The other thing I want to consider is that this town has a history with few other parallels — "the whole of the peninsula is a heritage of the earth." The strata that lay at the bottom of the sea, pushed up and still continuing to rise, leave the history of the earth in visible form. While the maritime blessing of fishing declined, what remains in this town is the immovable history of the earth itself. What remained at the peninsula’s tip with its thinned workplaces is the immovable earth, pushed up from the bottom of the sea and continuing to rise.

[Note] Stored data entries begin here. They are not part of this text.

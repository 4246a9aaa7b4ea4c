//! Mortgage decision models: eligibility, decision in principle, loan offer
//! and condition precedent

use chrono::{DateTime, Utc};
use rust_decimal::Decimal;
use serde::{Deserialize, Serialize};
use uuid::Uuid;
use validator::Validate;

use crate::loan::RepaymentFrequency;
use crate::models::DecisionStatus;

/// Pre-qualification of a buyer with a lender
#[derive(Debug, Serialize, Deserialize, sqlx::FromRow, Clone, PartialEq)]
pub struct Eligibility {
    pub id: Uuid,
    pub application_id: Option<Uuid>,
    pub user_id: Uuid,
    pub lender_organization_id: Uuid,
    pub requested_amount: Decimal,
    pub monthly_income: Decimal,
    pub term_months: i32,
    pub repayment_frequency: RepaymentFrequency,
    /// Set by the lender on approval
    pub interest_rate: Option<Decimal>,
    pub status: DecisionStatus,
    pub created_at: DateTime<Utc>,
    pub updated_at: DateTime<Utc>,
}

#[derive(Debug, Serialize, Deserialize, sqlx::Type, Clone, Copy, PartialEq, Eq)]
#[sqlx(type_name = "lender_decision", rename_all = "lowercase")]
#[serde(rename_all = "lowercase")]
pub enum LenderDecision {
    Accepted,
    Rejected,
}

impl LenderDecision {
    pub fn from_accept(accept: bool) -> Self {
        if accept {
            LenderDecision::Accepted
        } else {
            LenderDecision::Rejected
        }
    }
}

#[derive(Debug, Serialize, Deserialize, sqlx::Type, Clone, Copy, PartialEq, Eq)]
#[sqlx(type_name = "user_decision", rename_all = "lowercase")]
#[serde(rename_all = "lowercase")]
pub enum UserDecision {
    Accept,
    Reject,
}

impl UserDecision {
    pub fn from_accept(accept: bool) -> Self {
        if accept {
            UserDecision::Accept
        } else {
            UserDecision::Reject
        }
    }
}

#[derive(Debug, Serialize, Deserialize, sqlx::Type, Clone, Copy, PartialEq, Eq)]
#[sqlx(type_name = "dip_status", rename_all = "snake_case")]
#[serde(rename_all = "snake_case")]
pub enum DipStatus {
    Generated,
    AwaitingLenderAction,
    AwaitingUserAction,
    Rejected,
    PaymentPending,
    DocumentsPending,
    DocumentReviewing,
    Completed,
}

impl DipStatus {
    /// Aggregate status implied by the two independent decisions
    pub fn from_decisions(lender: Option<LenderDecision>, user: Option<UserDecision>) -> Self {
        match (lender, user) {
            (None, _) => DipStatus::AwaitingLenderAction,
            (Some(LenderDecision::Rejected), _) => DipStatus::Rejected,
            (Some(LenderDecision::Accepted), None) => DipStatus::AwaitingUserAction,
            (Some(LenderDecision::Accepted), Some(UserDecision::Reject)) => DipStatus::Rejected,
            (Some(LenderDecision::Accepted), Some(UserDecision::Accept)) => {
                DipStatus::PaymentPending
            }
        }
    }

    /// The lender may (re)decide only until the borrower has answered
    pub fn open_to_lender(&self) -> bool {
        matches!(
            self,
            DipStatus::Generated | DipStatus::AwaitingLenderAction | DipStatus::AwaitingUserAction
        )
    }
}

/// Decision in Principle
#[derive(Debug, Serialize, Deserialize, sqlx::FromRow, Clone, PartialEq)]
pub struct Dip {
    pub id: Uuid,
    pub application_id: Uuid,
    pub eligibility_id: Uuid,
    pub lender_status: Option<LenderDecision>,
    pub user_status: Option<UserDecision>,
    pub status: DipStatus,
    pub principal: Decimal,
    pub interest_rate: Decimal,
    pub term_months: i32,
    pub repayment_frequency: RepaymentFrequency,
    pub created_at: DateTime<Utc>,
    pub updated_at: DateTime<Utc>,
}

impl Dip {
    pub fn set_status(&mut self, status: DipStatus) {
        self.status = status;
        self.updated_at = Utc::now();
    }
}

#[derive(Debug, Serialize, Deserialize, sqlx::Type, Clone, Copy, PartialEq, Eq)]
#[sqlx(type_name = "loan_offer_status", rename_all = "lowercase")]
#[serde(rename_all = "lowercase")]
pub enum LoanOfferStatus {
    Pending,
    Accepted,
    Declined,
}

#[derive(Debug, Serialize, Deserialize, sqlx::FromRow, Clone, PartialEq)]
pub struct LoanOffer {
    pub id: Uuid,
    pub application_id: Uuid,
    pub dip_id: Uuid,
    pub principal: Decimal,
    pub interest_rate: Decimal,
    pub term_months: i32,
    pub repayment_frequency: RepaymentFrequency,
    pub status: LoanOfferStatus,
    pub created_at: DateTime<Utc>,
    pub updated_at: DateTime<Utc>,
}

#[derive(Debug, Serialize, Deserialize, sqlx::Type, Clone, Copy, PartialEq, Eq)]
#[sqlx(type_name = "condition_precedent_status", rename_all = "lowercase")]
#[serde(rename_all = "lowercase")]
pub enum ConditionPrecedentStatus {
    Pending,
    Completed,
}

/// Gate that must clear before loan origination
#[derive(Debug, Serialize, Deserialize, sqlx::FromRow, Clone, PartialEq)]
pub struct ConditionPrecedent {
    pub id: Uuid,
    pub application_id: Uuid,
    pub loan_offer_id: Uuid,
    pub status: ConditionPrecedentStatus,
    pub created_at: DateTime<Utc>,
    pub updated_at: DateTime<Utc>,
}

/// Request DTO for submitting an eligibility check
#[derive(Debug, Deserialize, Validate)]
pub struct SubmitEligibilityRequest {
    pub lender_organization_id: Uuid,
    pub requested_amount: Decimal,
    pub monthly_income: Decimal,
    #[validate(range(min = 1, max = 480))]
    pub term_months: i32,
    pub repayment_frequency: RepaymentFrequency,
}

impl SubmitEligibilityRequest {
    pub fn validate_amounts(&self) -> Result<(), String> {
        if self.requested_amount <= Decimal::ZERO {
            return Err("Requested amount must be greater than 0".to_string());
        }
        if self.monthly_income <= Decimal::ZERO {
            return Err("Monthly income must be greater than 0".to_string());
        }
        let term = u32::try_from(self.term_months).unwrap_or(0);
        if self.repayment_frequency.payment_count(term) == 0 {
            return Err(format!(
                "A {}-month term yields no {:?} repayments",
                self.term_months, self.repayment_frequency
            ));
        }
        Ok(())
    }
}

/// Request DTO for a lender's eligibility verdict
#[derive(Debug, Deserialize)]
pub struct EligibilityReviewRequest {
    pub approve: bool,
    /// Required when approving; either a fraction (0.12) or a percentage (12)
    pub interest_rate: Option<Decimal>,
}

/// Request DTO for an accept/reject answer
#[derive(Debug, Deserialize)]
pub struct AcceptanceRequest {
    pub accept: bool,
}

#[cfg(test)]
mod tests {
    use super::*;
    use rust_decimal_macros::dec;

    #[test]
    fn test_status_from_decisions() {
        use LenderDecision::*;
        use UserDecision::*;

        assert_eq!(DipStatus::from_decisions(None, None), DipStatus::AwaitingLenderAction);
        assert_eq!(DipStatus::from_decisions(Some(Rejected), None), DipStatus::Rejected);
        assert_eq!(
            DipStatus::from_decisions(Some(Accepted), None),
            DipStatus::AwaitingUserAction
        );
        assert_eq!(
            DipStatus::from_decisions(Some(Accepted), Some(Accept)),
            DipStatus::PaymentPending
        );
        assert_eq!(
            DipStatus::from_decisions(Some(Accepted), Some(Reject)),
            DipStatus::Rejected
        );
    }

    #[test]
    fn test_lender_window() {
        assert!(DipStatus::Generated.open_to_lender());
        assert!(DipStatus::AwaitingUserAction.open_to_lender());
        assert!(!DipStatus::PaymentPending.open_to_lender());
        assert!(!DipStatus::Rejected.open_to_lender());
    }

    #[test]
    fn test_eligibility_amount_validation() {
        let mut req = SubmitEligibilityRequest {
            lender_organization_id: Uuid::new_v4(),
            requested_amount: dec!(1200000),
            monthly_income: dec!(450000),
            term_months: 12,
            repayment_frequency: RepaymentFrequency::Monthly,
        };
        assert!(req.validate().is_ok());
        assert!(req.validate_amounts().is_ok());

        req.requested_amount = Decimal::ZERO;
        assert!(req.validate_amounts().is_err());

        req.requested_amount = dec!(1000);
        req.term_months = 0;
        assert!(req.validate().is_err());
    }

    #[test]
    fn test_term_shorter_than_one_period_rejected() {
        let mut req = SubmitEligibilityRequest {
            lender_organization_id: Uuid::new_v4(),
            requested_amount: dec!(1200000),
            monthly_income: dec!(450000),
            term_months: 6,
            repayment_frequency: RepaymentFrequency::Annually,
        };
        assert!(req.validate_amounts().is_err());

        req.term_months = 2;
        req.repayment_frequency = RepaymentFrequency::Quarterly;
        assert!(req.validate_amounts().is_err());

        req.term_months = 12;
        req.repayment_frequency = RepaymentFrequency::Annually;
        assert!(req.validate_amounts().is_ok());
    }
}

How a town that leaned deeply on a single industry, having lost that industry, will turn this immovable earth into the next footing — Muroto’s question is still open.
Source: Population Census (Statistics Bureau, MIC) / Japan Geoparks Network, "Muroto UNESCO Global Geopark" (the whole city, 248.20 km², is the area — overview) / Muroto City, "the history of fishing in Muroto" (whaling in the domain era / the cutting of Tsuro and Murotsu ports / the rise and fall of deep-sea fishing — overview)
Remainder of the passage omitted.